(Records contained in a dataset)
____________

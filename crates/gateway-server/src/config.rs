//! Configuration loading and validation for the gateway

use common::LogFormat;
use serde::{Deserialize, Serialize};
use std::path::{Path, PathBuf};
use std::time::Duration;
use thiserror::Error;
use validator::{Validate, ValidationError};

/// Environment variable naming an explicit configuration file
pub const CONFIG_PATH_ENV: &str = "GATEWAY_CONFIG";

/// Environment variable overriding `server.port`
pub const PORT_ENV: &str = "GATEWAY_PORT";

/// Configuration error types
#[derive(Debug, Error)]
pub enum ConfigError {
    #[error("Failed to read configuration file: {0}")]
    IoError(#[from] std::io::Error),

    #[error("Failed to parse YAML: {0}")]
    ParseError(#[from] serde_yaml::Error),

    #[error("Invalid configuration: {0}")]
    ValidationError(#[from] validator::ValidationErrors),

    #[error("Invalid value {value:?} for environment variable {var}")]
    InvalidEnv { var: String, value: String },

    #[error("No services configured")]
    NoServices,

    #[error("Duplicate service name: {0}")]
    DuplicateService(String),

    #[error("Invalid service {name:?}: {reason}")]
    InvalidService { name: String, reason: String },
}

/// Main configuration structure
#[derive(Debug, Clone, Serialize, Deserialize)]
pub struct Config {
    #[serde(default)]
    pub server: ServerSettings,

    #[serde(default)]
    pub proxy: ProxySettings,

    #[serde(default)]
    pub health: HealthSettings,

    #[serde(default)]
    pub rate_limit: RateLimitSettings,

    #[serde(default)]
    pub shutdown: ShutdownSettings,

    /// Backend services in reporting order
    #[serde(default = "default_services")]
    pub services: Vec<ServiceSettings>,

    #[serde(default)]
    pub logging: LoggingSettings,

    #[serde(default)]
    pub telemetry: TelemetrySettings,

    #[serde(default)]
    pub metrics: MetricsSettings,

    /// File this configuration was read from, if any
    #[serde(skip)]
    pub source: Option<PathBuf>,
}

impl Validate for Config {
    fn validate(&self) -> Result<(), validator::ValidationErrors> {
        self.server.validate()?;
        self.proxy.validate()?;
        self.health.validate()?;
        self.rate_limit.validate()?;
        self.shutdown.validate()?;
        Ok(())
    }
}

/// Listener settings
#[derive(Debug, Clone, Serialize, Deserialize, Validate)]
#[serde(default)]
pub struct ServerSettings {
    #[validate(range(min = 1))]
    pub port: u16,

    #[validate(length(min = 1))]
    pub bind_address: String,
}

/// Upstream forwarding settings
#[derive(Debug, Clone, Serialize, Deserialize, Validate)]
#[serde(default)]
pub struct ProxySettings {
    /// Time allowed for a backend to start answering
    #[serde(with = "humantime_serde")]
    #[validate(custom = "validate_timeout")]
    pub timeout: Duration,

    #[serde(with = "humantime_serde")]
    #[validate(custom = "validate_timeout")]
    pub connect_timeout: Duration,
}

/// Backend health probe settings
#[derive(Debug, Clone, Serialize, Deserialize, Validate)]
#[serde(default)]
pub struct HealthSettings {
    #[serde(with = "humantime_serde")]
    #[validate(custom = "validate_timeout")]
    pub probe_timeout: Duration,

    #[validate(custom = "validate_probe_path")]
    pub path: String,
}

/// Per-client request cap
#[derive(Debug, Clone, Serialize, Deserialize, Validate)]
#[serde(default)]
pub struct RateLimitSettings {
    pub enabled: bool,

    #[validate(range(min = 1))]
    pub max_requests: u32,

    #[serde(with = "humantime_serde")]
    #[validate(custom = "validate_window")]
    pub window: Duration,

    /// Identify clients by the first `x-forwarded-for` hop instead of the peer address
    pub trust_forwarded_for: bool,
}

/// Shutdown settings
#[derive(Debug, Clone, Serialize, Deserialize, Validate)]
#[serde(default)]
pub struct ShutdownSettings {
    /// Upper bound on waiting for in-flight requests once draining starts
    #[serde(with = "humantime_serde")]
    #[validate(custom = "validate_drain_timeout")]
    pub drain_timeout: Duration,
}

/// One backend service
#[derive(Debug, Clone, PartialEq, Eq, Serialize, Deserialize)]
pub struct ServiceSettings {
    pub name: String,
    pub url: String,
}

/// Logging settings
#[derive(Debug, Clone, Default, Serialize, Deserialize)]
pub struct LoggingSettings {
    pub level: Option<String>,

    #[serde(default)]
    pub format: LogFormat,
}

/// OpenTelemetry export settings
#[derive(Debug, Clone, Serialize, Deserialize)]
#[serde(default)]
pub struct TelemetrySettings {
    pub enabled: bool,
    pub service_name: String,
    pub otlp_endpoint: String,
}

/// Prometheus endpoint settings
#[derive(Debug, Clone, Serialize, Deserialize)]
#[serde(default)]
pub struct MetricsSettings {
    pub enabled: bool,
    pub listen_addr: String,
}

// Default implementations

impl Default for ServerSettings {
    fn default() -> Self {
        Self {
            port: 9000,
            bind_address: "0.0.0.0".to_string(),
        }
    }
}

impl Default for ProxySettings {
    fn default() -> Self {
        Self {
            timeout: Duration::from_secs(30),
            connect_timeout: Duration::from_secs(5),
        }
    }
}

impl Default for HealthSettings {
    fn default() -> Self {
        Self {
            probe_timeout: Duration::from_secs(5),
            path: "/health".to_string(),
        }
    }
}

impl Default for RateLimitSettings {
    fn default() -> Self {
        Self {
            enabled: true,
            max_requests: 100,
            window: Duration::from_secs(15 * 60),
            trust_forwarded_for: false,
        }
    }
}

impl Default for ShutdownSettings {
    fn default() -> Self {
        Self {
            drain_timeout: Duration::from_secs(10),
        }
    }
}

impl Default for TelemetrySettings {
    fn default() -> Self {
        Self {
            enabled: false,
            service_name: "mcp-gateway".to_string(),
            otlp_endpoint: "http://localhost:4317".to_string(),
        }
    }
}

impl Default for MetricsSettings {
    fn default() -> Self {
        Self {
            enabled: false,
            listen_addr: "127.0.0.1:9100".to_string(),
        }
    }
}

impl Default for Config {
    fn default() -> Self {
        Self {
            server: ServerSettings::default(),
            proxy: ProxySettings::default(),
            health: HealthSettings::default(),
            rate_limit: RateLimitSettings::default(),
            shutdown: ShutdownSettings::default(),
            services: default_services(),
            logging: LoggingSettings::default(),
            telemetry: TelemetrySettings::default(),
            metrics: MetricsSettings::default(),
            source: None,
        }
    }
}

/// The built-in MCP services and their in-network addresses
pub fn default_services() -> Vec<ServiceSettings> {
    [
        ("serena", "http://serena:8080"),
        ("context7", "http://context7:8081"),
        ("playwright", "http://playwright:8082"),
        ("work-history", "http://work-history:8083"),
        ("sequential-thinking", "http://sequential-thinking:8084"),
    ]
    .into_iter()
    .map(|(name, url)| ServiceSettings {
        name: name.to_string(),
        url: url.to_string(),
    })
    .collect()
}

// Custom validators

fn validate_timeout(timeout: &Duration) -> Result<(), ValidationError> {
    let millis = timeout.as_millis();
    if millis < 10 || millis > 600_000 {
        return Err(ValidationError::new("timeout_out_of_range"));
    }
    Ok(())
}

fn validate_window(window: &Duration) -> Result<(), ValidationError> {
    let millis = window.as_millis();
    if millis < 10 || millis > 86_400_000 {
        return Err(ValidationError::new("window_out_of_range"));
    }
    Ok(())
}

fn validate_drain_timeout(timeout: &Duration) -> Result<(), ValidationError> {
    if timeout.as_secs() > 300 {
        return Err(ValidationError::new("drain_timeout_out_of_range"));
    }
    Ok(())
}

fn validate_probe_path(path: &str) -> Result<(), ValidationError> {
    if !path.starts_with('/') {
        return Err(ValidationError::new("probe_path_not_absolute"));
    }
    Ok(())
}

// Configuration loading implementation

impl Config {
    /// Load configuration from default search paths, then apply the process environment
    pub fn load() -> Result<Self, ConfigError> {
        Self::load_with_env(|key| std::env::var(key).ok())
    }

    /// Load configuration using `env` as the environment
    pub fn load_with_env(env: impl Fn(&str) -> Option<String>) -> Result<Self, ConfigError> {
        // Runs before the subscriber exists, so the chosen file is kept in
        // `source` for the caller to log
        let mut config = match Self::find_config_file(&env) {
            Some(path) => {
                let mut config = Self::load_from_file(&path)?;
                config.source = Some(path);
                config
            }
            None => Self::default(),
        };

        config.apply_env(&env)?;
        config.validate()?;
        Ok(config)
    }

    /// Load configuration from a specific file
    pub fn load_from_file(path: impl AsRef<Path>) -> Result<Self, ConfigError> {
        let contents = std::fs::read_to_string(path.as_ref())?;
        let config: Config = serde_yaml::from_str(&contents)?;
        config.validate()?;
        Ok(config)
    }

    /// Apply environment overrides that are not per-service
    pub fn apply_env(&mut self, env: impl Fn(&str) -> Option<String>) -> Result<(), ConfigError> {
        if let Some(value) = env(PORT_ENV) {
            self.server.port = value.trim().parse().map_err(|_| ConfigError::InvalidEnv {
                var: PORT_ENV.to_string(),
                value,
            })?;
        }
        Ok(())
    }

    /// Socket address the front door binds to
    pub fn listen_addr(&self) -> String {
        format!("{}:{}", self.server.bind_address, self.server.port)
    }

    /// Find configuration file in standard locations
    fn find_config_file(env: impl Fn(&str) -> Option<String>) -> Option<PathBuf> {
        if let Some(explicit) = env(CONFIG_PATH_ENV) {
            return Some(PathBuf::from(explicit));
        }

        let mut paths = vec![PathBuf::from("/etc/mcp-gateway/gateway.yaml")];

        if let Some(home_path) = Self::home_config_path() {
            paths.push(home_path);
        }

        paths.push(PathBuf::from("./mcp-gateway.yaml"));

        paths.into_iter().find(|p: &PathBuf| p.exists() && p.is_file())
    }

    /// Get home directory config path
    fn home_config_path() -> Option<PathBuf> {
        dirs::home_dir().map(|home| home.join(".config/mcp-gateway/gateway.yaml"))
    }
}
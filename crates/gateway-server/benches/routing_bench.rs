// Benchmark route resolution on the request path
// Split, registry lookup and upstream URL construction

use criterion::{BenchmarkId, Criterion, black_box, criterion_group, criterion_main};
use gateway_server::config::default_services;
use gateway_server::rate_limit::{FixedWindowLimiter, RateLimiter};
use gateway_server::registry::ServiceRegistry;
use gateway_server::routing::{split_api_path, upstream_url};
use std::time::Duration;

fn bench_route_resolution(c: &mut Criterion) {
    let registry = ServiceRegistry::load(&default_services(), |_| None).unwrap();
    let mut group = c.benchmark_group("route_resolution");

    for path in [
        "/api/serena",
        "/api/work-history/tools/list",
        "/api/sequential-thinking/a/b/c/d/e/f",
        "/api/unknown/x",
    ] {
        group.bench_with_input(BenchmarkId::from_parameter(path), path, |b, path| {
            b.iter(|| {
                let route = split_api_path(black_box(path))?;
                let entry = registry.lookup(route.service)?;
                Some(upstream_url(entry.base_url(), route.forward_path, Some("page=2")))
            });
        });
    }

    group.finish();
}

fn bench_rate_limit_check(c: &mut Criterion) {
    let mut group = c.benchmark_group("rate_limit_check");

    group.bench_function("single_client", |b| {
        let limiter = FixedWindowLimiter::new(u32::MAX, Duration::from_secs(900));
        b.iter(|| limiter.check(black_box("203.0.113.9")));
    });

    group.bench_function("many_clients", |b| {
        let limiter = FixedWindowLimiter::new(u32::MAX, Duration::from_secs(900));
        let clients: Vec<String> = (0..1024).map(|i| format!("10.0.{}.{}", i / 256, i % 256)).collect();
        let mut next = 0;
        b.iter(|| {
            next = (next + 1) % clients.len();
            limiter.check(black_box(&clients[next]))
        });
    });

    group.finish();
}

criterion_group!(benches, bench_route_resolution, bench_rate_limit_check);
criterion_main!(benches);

____________

# [WHAT YOU ARE ASKED TO DO]
Determine how many lines of the entries above carry the string "LoggingSettings", and give that number alone.

# [RESULT OF THE EXERCISE]
3